The debtor argues that although there may be indicia of bad faith and the new debtor syndrome present, it was error for the bankruptcy court to lift the stay without determining whether the debtor could reasonably and feasibly reorganize. The debtor cites In re Arnold, 806 F.2d 937 (9th Cir. 1986), as standing for the proposition that the court must determine not only good faith, but also whether reorganization is feasible. The Ninth Circuit in Arnold held that a court should consider an amalgam of factors when determining the existence of good faith. In re Marsch, 36 F.3d 825, 828 (9th Cir.1994) (quoting Arnold, 806 F.2d at 939). However, the court stated that if it is obvious that the debtor is attempting to deter and harass creditors, good faith does not exist.
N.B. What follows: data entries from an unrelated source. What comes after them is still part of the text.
//! # Size Calculator
//!
//! ## Purpose
//!
//! Pure functions mapping a value to the exact number of bytes its field will
//! occupy in a record (tag plus payload). Call sites sum these to presize the
//! buffer they bind to the [`crate::Encoder`]; the encoder uses the same
//! functions to decide whether a field still fits.
//!
//! ## Cost Table
//!
//! | Kind                       | Bytes                                   |
//! |----------------------------|-----------------------------------------|
//! | integers, floats           | `TAG_SIZE + width`                      |
//! | bool                       | `TAG_SIZE`                              |
//! | raw / byte stream          | `TAG_SIZE + BLOB_COUNTER_SIZE + len`    |
//! | string literal, format     | `TAG_SIZE + STR_REF_SIZE`               |
//! | whole-program C string     | `TAG_SIZE + CSTR_REF_SIZE`              |
//! | placeholder                | `0`                                     |
//!
//! A null blob contributes no payload bytes whatever length was declared.

use crate::value::{Blob, Int, Value};
use logwire_types::{
    FieldKind, BLOB_COUNTER_SIZE, CSTR_REF_SIZE, FORMAT_FIELD_SIZE, MIN_MESSAGE_SIZE,
    STR_REF_SIZE, TAG_SIZE,
};

/// Field size of any kind with a value-independent payload
///
/// Counted kinds have no fixed size and return the tag plus counter only.
#[inline(always)]
pub const fn fixed_field_bytes(kind: FieldKind) -> usize {
    match kind.fixed_payload_size() {
        Some(payload) => TAG_SIZE + payload,
        None => TAG_SIZE + BLOB_COUNTER_SIZE,
    }
}

#[inline(always)]
pub fn int_bytes(int: Int) -> usize {
    fixed_field_bytes(int.kind())
}

#[inline(always)]
pub const fn f32_bytes() -> usize {
    fixed_field_bytes(FieldKind::F32)
}

#[inline(always)]
pub const fn f64_bytes() -> usize {
    fixed_field_bytes(FieldKind::F64)
}

/// Booleans live in the tag flags, so only the tag is written
#[inline(always)]
pub const fn bool_bytes() -> usize {
    TAG_SIZE
}

#[inline(always)]
pub fn blob_bytes(blob: &Blob<'_>) -> usize {
    TAG_SIZE + BLOB_COUNTER_SIZE + blob.encoded_len()
}

#[inline(always)]
pub const fn str_literal_bytes() -> usize {
    TAG_SIZE + STR_REF_SIZE
}

#[inline(always)]
pub const fn static_cstr_bytes() -> usize {
    TAG_SIZE + CSTR_REF_SIZE
}

#[inline(always)]
pub const fn format_bytes() -> usize {
    FORMAT_FIELD_SIZE
}

/// Smallest valid buffer: header plus format field
#[inline(always)]
pub const fn min_message_bytes() -> usize {
    MIN_MESSAGE_SIZE
}

/// Exact bytes `value` occupies once encoded
#[inline]
pub fn required_bytes(value: &Value<'_>) -> usize {
    match value {
        Value::Int(int, _) => int_bytes(*int),
        Value::F32(_) => f32_bytes(),
        Value::F64(_) => f64_bytes(),
        Value::Bool(_) => bool_bytes(),
        Value::Raw(blob) | Value::ByteStream(blob) => blob_bytes(blob),
        Value::StrLiteral(_) => str_literal_bytes(),
        Value::StaticCStr(_) => static_cstr_bytes(),
        Value::Placeholder => 0,
    }
}

/// Header, format field and every value: the buffer size a full record needs
pub fn required_message_bytes<'v, 'a: 'v, I>(values: I) -> usize
where
    I: IntoIterator<Item = &'v Value<'a>>,
{
    values
        .into_iter()
        .fold(min_message_bytes(), |total, value| total + required_bytes(value))
}
//! Field tag: the two bytes preceding every encoded value.

use super::kind::FieldKind;
use crate::common::errors::{ProtocolError, ProtocolResult};
use crate::protocol::constants::TAG_SIZE;
use zerocopy::{AsBytes, FromBytes, FromZeroes};

/// Field tag (2 bytes)
///
/// ```text
/// ┌──────────┬──────────┐
/// │ kind (1) │ flags (1)│
/// └──────────┴──────────┘
/// ```
///
/// `flags` is kind-specific. Booleans store their value in bit 0 and carry no
/// payload; integers store presentation flags; every other kind writes 0.
#[repr(C)]
#[derive(Debug, Clone, Copy, PartialEq, Eq, AsBytes, FromBytes, FromZeroes)]
pub struct FieldTag {
    pub kind: u8,
    pub flags: u8,
}

impl FieldTag {
    pub const SIZE: usize = TAG_SIZE;

    /// Flag bit holding a boolean's value
    pub const BOOL_VALUE_BIT: u8 = 0x01;

    pub const fn new(kind: FieldKind, flags: u8) -> Self {
        Self {
            kind: kind as u8,
            flags,
        }
    }

    /// Tag for a boolean, with the value embedded in the flags
    pub const fn boolean(value: bool) -> Self {
        Self::new(
            FieldKind::Bool,
            if value { Self::BOOL_VALUE_BIT } else { 0 },
        )
    }

    pub fn kind(&self) -> ProtocolResult<FieldKind> {
        FieldKind::from_wire(self.kind)
    }

    pub fn bool_value(&self) -> bool {
        self.flags & Self::BOOL_VALUE_BIT != 0
    }

    /// Read and validate a tag from the start of `bytes`
    pub fn parse(bytes: &[u8]) -> ProtocolResult<Self> {
        let tag = Self::read_from_prefix(bytes).ok_or_else(|| {
            ProtocolError::message_too_small(Self::SIZE, bytes.len(), "FieldTag parsing")
        })?;
        tag.kind()?;
        Ok(tag)
    }
}
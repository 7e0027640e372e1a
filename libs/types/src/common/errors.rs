//! Protocol-level errors for reading logwire wire structs
//!
//! These surface when bytes are interpreted as headers, tags or payload
//! references. Each variant carries enough context to locate the bad byte.

use thiserror::Error;

/// Result alias for wire-struct parsing
pub type ProtocolResult<T> = std::result::Result<T, ProtocolError>;

/// Errors raised while interpreting raw record bytes
#[derive(Debug, Error, Clone, PartialEq, Eq)]
pub enum ProtocolError {
    /// Buffer is too small to contain the expected wire struct
    #[error("Record too small: need {need} bytes, got {got} (context: {context})")]
    MessageTooSmall {
        need: usize,
        got: usize,
        context: &'static str,
    },

    /// Field kind byte is not part of the registry
    #[error("Unknown field kind {0:#04x}: valid kinds are 0x00-0x10")]
    UnknownFieldKind(u8),

    /// Severity byte is outside the defined levels
    #[error("Invalid severity {0}: valid levels are 0 (trace) to 6 (critical)")]
    InvalidSeverity(u8),

    /// Header overflow byte must be a boolean
    #[error("Invalid overflow flag {0}: expected 0 or 1")]
    InvalidOverflowFlag(u8),
}

impl ProtocolError {
    /// Create a MessageTooSmall error with parsing context
    pub fn message_too_small(need: usize, got: usize, context: &'static str) -> Self {
        Self::MessageTooSmall { need, got, context }
    }
}
//! Severity levels carried in the record header.

use crate::common::errors::{ProtocolError, ProtocolResult};
use num_enum::TryFromPrimitive;
use std::fmt;

/// Log level of a record, stored as one byte in the header
#[repr(u8)]
#[derive(Debug, Clone, Copy, PartialEq, Eq, PartialOrd, Ord, Hash, TryFromPrimitive)]
pub enum Severity {
    Trace = 0,
    Debug = 1,
    Info = 2,
    Notice = 3,
    Warning = 4,
    Error = 5,
    Critical = 6,
}

impl Severity {
    /// Every level in ascending order
    pub const ALL: [Severity; 7] = [
        Severity::Trace,
        Severity::Debug,
        Severity::Info,
        Severity::Notice,
        Severity::Warning,
        Severity::Error,
        Severity::Critical,
    ];

    /// Decode a header severity byte
    pub fn from_wire(value: u8) -> ProtocolResult<Self> {
        Self::try_from(value).map_err(|_| ProtocolError::InvalidSeverity(value))
    }

    pub fn as_str(self) -> &'static str {
        match self {
            Severity::Trace => "trace",
            Severity::Debug => "debug",
            Severity::Info => "info",
            Severity::Notice => "notice",
            Severity::Warning => "warning",
            Severity::Error => "error",
            Severity::Critical => "critical",
        }
    }
}

impl fmt::Display for Severity {
    fn fmt(&self, f: &mut fmt::Formatter<'_>) -> fmt::Result {
        f.write_str(self.as_str())
    }
}
//! # Wire Constants
//!
//! Sizes of every fixed wire struct and the limits imposed by the width of the
//! header and blob counter fields. These values are part of the byte-exact
//! contract with decoders and must stay stable.

use super::field::{BlobCounter, CStrRef, FieldTag, StrRef};
use super::message::header::MessageHeader;
use std::mem::size_of;

/// Header bytes: `length: u16`, `arity: u8`, `severity: u8`, `overflow: u8`
pub const HEADER_SIZE: usize = 5;

/// Field tag bytes: `kind: u8`, `flags: u8`
pub const TAG_SIZE: usize = 2;

/// Length counter preceding deep-copied blob bytes
pub const BLOB_COUNTER_SIZE: usize = 2;

/// String reference payload: `addr: u64`, `len: u32`
pub const STR_REF_SIZE: usize = 12;

/// Whole-program C string reference payload: `addr: u64`
pub const CSTR_REF_SIZE: usize = 8;

/// The mandatory format-literal field
pub const FORMAT_FIELD_SIZE: usize = TAG_SIZE + STR_REF_SIZE;

/// Smallest buffer an encoder accepts: header plus format field
pub const MIN_MESSAGE_SIZE: usize = HEADER_SIZE + FORMAT_FIELD_SIZE;

/// Largest record length the header can describe
pub const MAX_MESSAGE_SIZE: usize = u16::MAX as usize;

/// Largest blob the length counter can describe
pub const MAX_BLOB_LEN: usize = u16::MAX as usize;

/// Largest arity the header can describe
pub const MAX_ARITY: usize = u8::MAX as usize;

// Layout guards: the wire structs must match the documented sizes exactly.
const _: () = assert!(size_of::<MessageHeader>() == HEADER_SIZE);
const _: () = assert!(size_of::<FieldTag>() == TAG_SIZE);
const _: () = assert!(size_of::<BlobCounter>() == BLOB_COUNTER_SIZE);
const _: () = assert!(size_of::<StrRef>() == STR_REF_SIZE);
const _: () = assert!(size_of::<CStrRef>() == CSTR_REF_SIZE);
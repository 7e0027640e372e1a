//! Encode a few records and print their bytes
//!
//! Run with `RUST_LOG=logwire_codec=debug` to see bind rejections and
//! truncation diagnostics.

use logwire_codec::{
    encode_record, required_message_bytes, Encoder, EncoderConfig, Int, IntFlags, Severity,
    Value,
};
use tracing::info;
use tracing_subscriber::EnvFilter;

const CONNECT_FMT: &str = "connected to {} port={} retries={} secure={}";
static HOST: &str = "db.internal";

fn hex(bytes: &[u8]) -> String {
    bytes
        .iter()
        .map(|b| format!("{b:02x}"))
        .collect::<Vec<_>>()
        .join(" ")
}

fn main() {
    tracing_subscriber::fmt()
        .with_env_filter(
            EnvFilter::try_from_default_env().unwrap_or_else(|_| EnvFilter::new("info")),
        )
        .init();

    let config = match std::env::args().nth(1) {
        Some(path) => match EncoderConfig::load(&path) {
            Ok(config) => config,
            Err(e) => {
                eprintln!("Failed to load {path}: {e}");
                std::process::exit(1);
            }
        },
        None => EncoderConfig::default(),
    };

    let values = [
        Value::from(HOST),
        Value::flagged(Int::U16(5432), IntFlags::empty()),
        Value::from(3u8),
        Value::from(true),
    ];
    let required = required_message_bytes(&values);
    info!(required, "sized connect record");

    let mut encoder = Encoder::with_config(config);

    let mut full = vec![0u8; required];
    match encode_record(&mut encoder, &mut full, Severity::Notice, CONNECT_FMT, &values) {
        Ok(msg) => println!(
            "full      ({:>2} bytes, arity {}): {}",
            msg.len(),
            msg.arity,
            hex(msg.as_bytes())
        ),
        Err(e) => eprintln!("encode failed: {e}"),
    }

    let mut short = vec![0u8; required - 3];
    match encode_record(&mut encoder, &mut short, Severity::Notice, CONNECT_FMT, &values) {
        Ok(msg) => println!(
            "truncated ({:>2} bytes, arity {}): {}",
            msg.len(),
            msg.arity,
            hex(msg.as_bytes())
        ),
        Err(e) => eprintln!("encode failed: {e}"),
    }

    let mut tiny = [0u8; 8];
    let session = encoder.bind(&mut tiny, 8);
    if let Some(e) = session.rejection() {
        println!("rejected: {e} (can_encode = {})", session.can_encode());
    }
}
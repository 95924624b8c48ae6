//! Scarce native command id allocation.
//!
//! Native toolkits route menu and tool commands by small integers. The
//! [`IdManager`] hands them out above the toolkit's reserved range and keeps
//! track of which ones are live so an id is never owned twice.

use std::fmt;
use std::num::NonZeroU32;

use tether_core::alloc::HashSet;

use crate::config::{IdConfig, IdReusePolicy};
use crate::error::{HandleError, HandleResult};

/// A native command id.
#[derive(Debug, Clone, Copy, PartialEq, Eq, PartialOrd, Ord, Hash)]
pub struct NativeId(NonZeroU32);

impl NativeId {
    /// Wrap a raw id. Returns `None` for zero, which no toolkit uses.
    pub const fn new(raw: u32) -> Option<Self> {
        match NonZeroU32::new(raw) {
            Some(id) => Some(Self(id)),
            None => None,
        }
    }

    pub const fn get(&self) -> u32 {
        self.0.get()
    }
}

impl fmt::Display for NativeId {
    fn fmt(&self, f: &mut fmt::Formatter<'_>) -> fmt::Result {
        write!(f, "NativeId({})", self.0)
    }
}

tether_core::static_assertions::assert_eq_size!(NativeId, Option<NativeId>);

/// Allocator for native command ids.
///
/// Fresh ids come from a monotonic counter starting just above
/// [`IdConfig::reserved_floor`]. Freed ids go onto a stack; with the default
/// [`IdReusePolicy::AfterSaturation`] that stack is only consulted once the
/// counter reaches [`IdConfig::max`].
#[derive(Debug)]
pub struct IdManager {
    next: u32,
    max: u32,
    reuse: IdReusePolicy,
    freed: Vec<NativeId>,
    live: HashSet<NativeId>,
}

impl IdManager {
    pub fn new(config: IdConfig) -> Self {
        Self {
            next: config.reserved_floor.saturating_add(1),
            max: config.max,
            reuse: config.reuse,
            freed: Vec::new(),
            live: HashSet::new(),
        }
    }

    /// Hand out an id that is not live anywhere.
    #[track_caller]
    pub fn allocate(&mut self) -> HandleResult<NativeId> {
        let id = match self.reuse {
            IdReusePolicy::AfterSaturation => match self.take_fresh() {
                Some(id) => Some(id),
                None => self.freed.pop(),
            },
            IdReusePolicy::FreedFirst => match self.freed.pop() {
                Some(id) => Some(id),
                None => self.take_fresh(),
            },
        };

        let id = id.ok_or_else(|| HandleError::exhausted("native command ids"))?;
        debug_assert!(!self.live.contains(&id), "{} handed out twice", id);
        self.live.insert(id);
        tracing::trace!("allocated {}", id);
        Ok(id)
    }

    /// Return an id to the pool.
    ///
    /// The id is pushed onto the freed stack whatever the counter state is.
    /// Freeing an id that is not live is an invalid operation.
    #[track_caller]
    pub fn free(&mut self, id: NativeId) -> HandleResult<()> {
        if !self.live.remove(&id) {
            return Err(HandleError::invalid_operation(format!(
                "{} is not live and cannot be freed",
                id
            )));
        }
        self.freed.push(id);
        tracing::trace!("freed {}", id);
        Ok(())
    }

    pub fn is_live(&self, id: NativeId) -> bool {
        self.live.contains(&id)
    }

    pub fn live_count(&self) -> usize {
        self.live.len()
    }

    pub fn freed_count(&self) -> usize {
        self.freed.len()
    }

    /// True once the counter has handed out its last fresh id.
    pub fn is_saturated(&self) -> bool {
        self.next >= self.max
    }

    fn take_fresh(&mut self) -> Option<NativeId> {
        if self.next >= self.max {
            return None;
        }
        let id = NativeId::new(self.next)?;
        self.next += 1;
        Some(id)
    }
}

impl Default for IdManager {
    fn default() -> Self {
        Self::new(IdConfig::default())
    }
}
Arnold, 806 F.2d at 939. The court then stated that if it is apparent that the purpose is not to delay or defeat creditors, but rather to attempt a speedy and efficient reorganization, good faith cannot be denied. Id. (citing In re Thirtieth Place, Inc., 30 B.R. 503, 505 (9th Cir. BAP 1983)). Therefore, although the *202 debtor's ability to reorganize is one aspect of good faith that a court may consider, it is the purpose of the bankruptcy filing which is determinate of whether the petition was filed in bad faith. The bankruptcy court did not enter any findings regarding the debtor's ability to reorganize, and we will not speculate as to the feasibility of reorganization. Regardless, it seems clear that the purpose of the transfer and the bankruptcy filing was to unreasonably delay the creditor Amresco. The debtor is a shell corporation that acted within the parameters of the new debtor syndrome. As such, the bankruptcy petition was filed in bad faith and cause existed for the court to lift the stay. Accordingly, WE AFFIRM.
This is a case of new debtor syndrome. The debtor is a shell corporation which was formed solely to take possession of the distressed property and to prevent foreclosure by filing for chapter 11 relief. In a single asset real estate case, the bankruptcy court has the authority to lift the stay for cause pursuant to § 362(d)(1). The court did not abuse its discretion in holding that cause existed to lift the stay pursuant to § 362(d)(1). WE AFFIRM.
[1] The Honorable Alan Jaroslovsky, Bankruptcy Judge for the Northern District of California, sitting by designation.
[2] Unless otherwise indicated, all references to Chapters, Sections and Rules are to the Bankruptcy Code, 11 U.S.C. §§ 101, et seq., and to the Federal Rules of Bankruptcy procedure, Rules 1001, et seq.